-- GIVEN ENTRIES follows --

/// CreateBucket error codes meaning the caller already has the bucket
fn container_already_exists(code: Option<&str>) -> bool {
    code == Some("BucketAlreadyOwnedByYou")
}

fn container_missing(code: Option<&str>) -> bool {
    code == Some("NoSuchBucket")
}

/// HeadObject answers a bare 404 for both a missing key and a missing bucket
fn missing_blob(container: &str, blob: &str) -> Error {
    Error::backend_code(
        "NoSuchKey",
        format!(
            "S3 delete failed: bucket or key not found ('{}' in '{}')",
            blob, container
        ),
    )
}

/// Part size for a multipart upload of `size_bytes`, kept under the part limit
fn part_size(size_bytes: u64) -> u64 {
    MULTIPART_PART_SIZE.max(size_bytes.div_ceil(MAX_PARTS))
}

fn read_error(err: std::io::Error) -> Error {
    Error::backend(format!("S3 put failed reading source: {}", err))
}

impl S3Backend {
    async fn put_single(
        &self,
        container: &str,
        blob: &str,
        source: BlobSource<'_>,
        size_bytes: u64,
    ) -> Result<()> {
        // One byte past the declared size tells a longer stream apart
        let mut data = Vec::new();
        source
            .take(size_bytes + 1)
            .read_to_end(&mut data)
            .await
            .map_err(read_error)?;
        if data.len() as u64 != size_bytes {
            return Err(length_mismatch(size_bytes, data.len() as u64));
        }

        self.client
            .put_object()
            .bucket(container)
            .key(blob)
            .content_length(size_bytes as i64)
            .body(ByteStream::from(data))
            .send()
            .await
            .map_err(|e| backend_error("put", e))?;

        Ok(())
    }

    async fn put_multipart(
        &self,
        container: &str,
        blob: &str,
        source: BlobSource<'_>,
        size_bytes: u64,
    ) -> Result<()> {
        let created = self
            .client
            .create_multipart_upload()
            .bucket(container)
            .key(blob)
            .send()
            .await
            .map_err(|e| backend_error("create multipart upload", e))?;
        let upload_id = created
            .upload_id()
            .ok_or_else(|| Error::backend("S3 create multipart upload failed: missing upload id"))?
            .to_string();

        let outcome = self
            .upload_parts(container, blob, &upload_id, source, size_bytes)
            .await;
        let parts = match outcome {
            Ok(parts) => parts,
            Err(err) => {
                self.abort_upload(container, blob, &upload_id).await;
                return Err(err);
            }
        };

        let completed = self
            .client
            .complete_multipart_upload()
            .bucket(container)
            .key(blob)
            .upload_id(&upload_id)
            .multipart_upload(
                CompletedMultipartUpload::builder()
                    .set_parts(Some(parts))
                    .build(),
            )
            .send()
            .await;
        if let Err(err) = completed {
            self.abort_upload(container, blob, &upload_id).await;
            return Err(backend_error("complete multipart upload", err));
        }

        Ok(())
    }

    /// Stream `size_bytes` from `source` one part at a time
    async fn upload_parts(
        &self,
        container: &str,
        blob: &str,
        upload_id: &str,
        source: BlobSource<'_>,
        size_bytes: u64,
    ) -> Result<Vec<CompletedPart>> {
        let chunk = part_size(size_bytes);
        let mut parts = Vec::new();
        let mut sent = 0u64;
        let mut part_number = 1i32;

        while sent < size_bytes {
            let want = chunk.min(size_bytes - sent);
            let mut data = Vec::with_capacity(want as usize);
            (&mut *source)
                .take(want)
                .read_to_end(&mut data)
                .await
                .map_err(read_error)?;
            if (data.len() as u64) < want {
                return Err(length_mismatch(size_bytes, sent + data.len() as u64));
            }

            let response = self
                .client
                .upload_part()
                .bucket(container)
                .key(blob)
                .upload_id(upload_id)
                .part_number(part_number)
                .content_length(want as i64)
                .body(ByteStream::from(data))
                .send()
                .await
                .map_err(|e| backend_error("upload part", e))?;

            parts.push(
                CompletedPart::builder()
                    .set_e_tag(response.e_tag().map(str::to_string))
                    .part_number(part_number)
                    .build(),
            );
            sent += want;
            part_number += 1;
        }

        let mut extra = [0u8; 1];
        if source.read(&mut extra).await.map_err(read_error)? > 0 {
            return Err(length_mismatch(size_bytes, size_bytes + 1));
        }

        Ok(parts)
    }

    async fn abort_upload(&self, container: &str, blob: &str, upload_id: &str) {
        let aborted = self
            .client
            .abort_multipart_upload()
            .bucket(container)
            .key(blob)
            .upload_id(upload_id)
            .send()
            .await;
        if let Err(err) = aborted {
            tracing::warn!(
                bucket = container,
                key = blob,
                upload_id,
                error = %DisplayErrorContext(&err),
                "Failed to abort multipart upload"
            );
        }
    }

    /// Delete every object in the bucket, in batches DeleteObjects accepts
    async fn purge(&self, container: &str, entries: Vec<BlobEntry>) -> Result<()> {
        for batch in entries.chunks(DELETE_BATCH) {
            let objects = batch
                .iter()
                .map(|entry| ObjectIdentifier::builder().key(&entry.name).build())
                .collect::<std::result::Result<Vec<_>, _>>()
                .map_err(|e| Error::backend(format!("S3 purge failed: {}", e)))?;
            let delete = Delete::builder()
                .set_objects(Some(objects))
                .quiet(true)
                .build()
                .map_err(|e| Error::backend(format!("S3 purge failed: {}", e)))?;

            let response = self
                .client
                .delete_objects()
                .bucket(container)
                .delete(delete)
                .send()
                .await
                .map_err(|e| backend_error("delete objects", e))?;

            if let Some(failed) = response.errors().first() {
                return Err(Error::Backend {
                    code: failed.code().map(str::to_string),
                    message: format!(
                        "S3 purge failed on key '{}': {}",
                        failed.key().unwrap_or_default(),
                        failed.message().unwrap_or("unknown error")
                    ),
                });
            }
        }

        tracing::debug!(bucket = container, objects = entries.len(), "Bucket purged");
        Ok(())
    }
}
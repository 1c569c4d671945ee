use std::env;
use std::path::{Path, PathBuf};

use anyhow::{bail, Context, Result};
use serde::Deserialize;

use crate::storage::BackendConfig;

const DEFAULT_CONFIG_PATH: &str = "blobway.toml";

/// Top-level application configuration loaded from file + environment.
#[derive(Debug, Clone, Deserialize, Default)]
#[serde(default)]
pub struct AppConfig {
    pub account: AccountSection,
    pub storage: StorageSection,
    pub logging: LoggingSection,
}

impl AppConfig {
    /// Load configuration from `BLOBWAY_CONFIG` (or `blobway.toml`) and the
    /// environment.
    pub fn load() -> Result<Self> {
        let config_path =
            env::var("BLOBWAY_CONFIG").unwrap_or_else(|_| DEFAULT_CONFIG_PATH.to_string());
        Self::load_from(&config_path)
    }

    /// Load configuration from an explicit file path and the environment.
    pub fn load_from(config_path: &str) -> Result<Self> {
        let mut builder = config::Config::builder();

        if Path::new(config_path).exists() {
            builder = builder.add_source(config::File::from(PathBuf::from(config_path)));
        }

        builder = builder.add_source(
            config::Environment::with_prefix("BLOBWAY")
                .prefix_separator("_")
                .separator("__")
                .try_parsing(true),
        );

        let settings = builder
            .build()
            .with_context(|| format!("failed to read configuration from {}", config_path))?;
        let mut config: Self = settings.try_deserialize()?;

        // Conventional credential variables win over file values
        if let Ok(account) = env::var("STORAGE_ACCOUNT") {
            config.account.name = account;
        }
        if let Ok(access_key) = env::var("STORAGE_ACCESS_KEY") {
            config.account.access_key = access_key;
        }

        if config.logging.level.trim().is_empty() {
            config.logging.level = "info".to_string();
        }

        Ok(config)
    }

    /// Resolve the backend selection.
    pub fn backend(&self) -> Result<BackendConfig> {
        self.storage.to_runtime()
    }
}

#[derive(Clone, Deserialize, Default)]
#[serde(default)]
pub struct AccountSection {
    pub name: String,
    pub access_key: String,
}

impl std::fmt::Debug for AccountSection {
    fn fmt(&self, f: &mut std::fmt::Formatter<'_>) -> std::fmt::Result {
        f.debug_struct("AccountSection")
            .field("name", &self.name)
            .field("access_key", &"<redacted>")
            .finish()
    }
}

#[derive(Debug, Clone, Deserialize)]
#[serde(default)]
pub struct StorageSection {
    pub backend: StorageBackendKind,
    pub local: Option<LocalStorageSection>,
    pub s3: Option<S3StorageSection>,
}

impl StorageSection {
    pub fn to_runtime(&self) -> Result<BackendConfig> {
        match self.backend {
            StorageBackendKind::Local => {
                let local = self.local.clone().unwrap_or_default();

                if local.root_path.trim().is_empty() {
                    bail!("storage.local.root_path must be specified");
                }

                Ok(BackendConfig::Local {
                    root_path: local.root_path,
                })
            }
            StorageBackendKind::S3 => {
                let s3 = self.s3.clone().unwrap_or_default();

                if s3.region.trim().is_empty() {
                    bail!("storage.s3.region must be specified");
                }
                if s3.operation_timeout_secs == Some(0) {
                    bail!("storage.s3.operation_timeout_secs must be greater than zero");
                }

                Ok(BackendConfig::S3 {
                    region: s3.region,
                    endpoint: s3.endpoint.and_then(|e| {
                        let trimmed = e.trim();
                        if trimmed.is_empty() {
                            None
                        } else {
                            Some(trimmed.to_string())
                        }
                    }),
                    force_path_style: s3.force_path_style,
                    operation_timeout_secs: s3.operation_timeout_secs,
                })
            }
        }
    }
}

impl Default for StorageSection {
    fn default() -> Self {
        Self {
            backend: StorageBackendKind::S3,
            local: None,
            s3: Some(S3StorageSection::default()),
        }
    }
}

#[derive(Debug, Clone, Deserialize, Default, PartialEq, Eq)]
#[serde(rename_all = "lowercase")]
pub enum StorageBackendKind {
    Local,
    #[default]
    S3,
}

#[derive(Debug, Clone, Deserialize)]
#[serde(default)]
pub struct LocalStorageSection {
    pub root_path: String,
}

impl Default for LocalStorageSection {
    fn default() -> Self {
        Self {
            root_path: "./data".to_string(),
        }
    }
}

#[derive(Debug, Clone, Deserialize)]
#[serde(default)]
pub struct S3StorageSection {
    pub region: String,
    pub endpoint: Option<String>,
    pub force_path_style: bool,
    pub operation_timeout_secs: Option<u64>,
}

impl Default for S3StorageSection {
    fn default() -> Self {
        Self {
            region: crate::storage::s3::DEFAULT_REGION.to_string(),
            endpoint: None,
            force_path_style: false,
            operation_timeout_secs: None,
        }
    }
}

#[derive(Debug, Clone, Deserialize, Default)]
#[serde(default)]
pub struct LoggingSection {
    pub level: String,
    pub format: LogFormat,
}

#[derive(Debug, Clone, Deserialize, Default)]
#[serde(rename_all = "lowercase")]
pub enum LogFormat {
    Json,
    #[default]
    Text,
}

-- GIVEN ENTRIES concluded --

§ **BRIEF**
Output the first line of the entries above and every line after it, exactly as written, ending with the line that contains "a missing bucket".

§ **COMPLETED EXERCISE**
/// CreateBucket error codes meaning the caller already has the bucket
fn container_already_exists(code: Option<&str>) -> bool {
    code == Some("BucketAlreadyOwnedByYou")
}

fn container_missing(code: Option<&str>) -> bool {
    code == Some("NoSuchBucket")
}

/// HeadObject answers a bare 404 for both a missing key and a missing bucket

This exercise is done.